TASK INPUTS: Begin

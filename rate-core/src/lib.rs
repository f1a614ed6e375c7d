pub mod filter;
pub mod models;
pub mod presentation;
pub mod session;
pub mod table;

pub use filter::{Band, RateQuery, SupplyWindow, filter, filter_query};
pub use models::*;
pub use presentation::{Download, Presenter};
pub use session::{DateSelection, Event, EventOutcome, SelectionState, SessionPhase};
pub use table::RateTable;
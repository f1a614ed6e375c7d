//! Rendering capabilities the lookup form needs from a front end.
//!
//! A [`Presenter`] only draws. Choices the user makes in the rendered widgets
//! come back to the session as [`Event`](crate::session::Event)s, so the same
//! state can be projected any number of times without side effects.

use chrono::NaiveDate;
use rust_decimal::Decimal;

use crate::models::{Column, RateRow};
use crate::session::DateSelection;

/// A file offered to the user for download.
#[derive(Debug, Clone, PartialEq, Eq)]
pub struct Download {
    pub label: String,
    pub bytes: Vec<u8>,
    pub file_name: String,
    pub mime: String,
}

pub trait Presenter {
    /// A single choice among `options`, with `current` highlighted.
    fn render_select(
        &mut self,
        label: &str,
        options: &[String],
        current: Option<&str>,
    );

    /// A numeric input bounded below by `min`.
    fn render_number_input(
        &mut self,
        label: &str,
        min: Decimal,
        current: Decimal,
    );

    /// A date range input bounded by `min..=max`.
    fn render_date_range_input(
        &mut self,
        label: &str,
        min: NaiveDate,
        max: NaiveDate,
        current: &DateSelection,
    );

    /// A table of `rows` showing `columns` in order. `rows` may be empty.
    fn render_table(
        &mut self,
        rows: &[RateRow],
        columns: &[Column],
    );

    /// A line chart with one series per entry of `y`.
    fn render_line_chart(
        &mut self,
        rows: &[RateRow],
        x: Column,
        y: &[Column],
    );

    /// Offers `download`. Returns `true` when the user took it.
    fn render_download_button(
        &mut self,
        download: &Download,
    ) -> bool;

    /// A user-visible error notice.
    fn render_error(
        &mut self,
        message: &str,
    );
}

TASK INPUTS: End

▶ _EXERCISE DETAILS_
Copy out the records above exactly and completely.

▶ _EXPECTED OUTPUT_
filename rate-core/src/lib.rs
repository f1a614ed6e375c7d
pub mod filter;
pub mod models;
pub mod presentation;
pub mod session;
pub mod table;

pub use filter::{Band, RateQuery, SupplyWindow, filter, filter_query};
pub use models::*;
pub use presentation::{Download, Presenter};
pub use session::{DateSelection, Event, EventOutcome, SelectionState, SessionPhase};
pub use table::RateTable;
repository f1a614ed6e375c7d
//! Rendering capabilities the lookup form needs from a front end.
//!
//! A [`Presenter`] only draws. Choices the user makes in the rendered widgets
//! come back to the session as [`Event`](crate::session::Event)s, so the same
//! state can be projected any number of times without side effects.

use chrono::NaiveDate;
use rust_decimal::Decimal;

use crate::models::{Column, RateRow};
use crate::session::DateSelection;

/// A file offered to the user for download.
#[derive(Debug, Clone, PartialEq, Eq)]
pub struct Download {
    pub label: String,
    pub bytes: Vec<u8>,
    pub file_name: String,
    pub mime: String,
}

pub trait Presenter {
    /// A single choice among `options`, with `current` highlighted.
    fn render_select(
        &mut self,
        label: &str,
        options: &[String],
        current: Option<&str>,
    );

    /// A numeric input bounded below by `min`.
    fn render_number_input(
        &mut self,
        label: &str,
        min: Decimal,
        current: Decimal,
    );

    /// A date range input bounded by `min..=max`.
    fn render_date_range_input(
        &mut self,
        label: &str,
        min: NaiveDate,
        max: NaiveDate,
        current: &DateSelection,
    );

    /// A table of `rows` showing `columns` in order. `rows` may be empty.
    fn render_table(
        &mut self,
        rows: &[RateRow],
        columns: &[Column],
    );

    /// A line chart with one series per entry of `y`.
    fn render_line_chart(
        &mut self,
        rows: &[RateRow],
        x: Column,
        y: &[Column],
    );

    /// Offers `download`. Returns `true` when the user took it.
    fn render_download_button(
        &mut self,
        download: &Download,
    ) -> bool;

    /// A user-visible error notice.
    fn render_error(
        &mut self,
        message: &str,
    );
}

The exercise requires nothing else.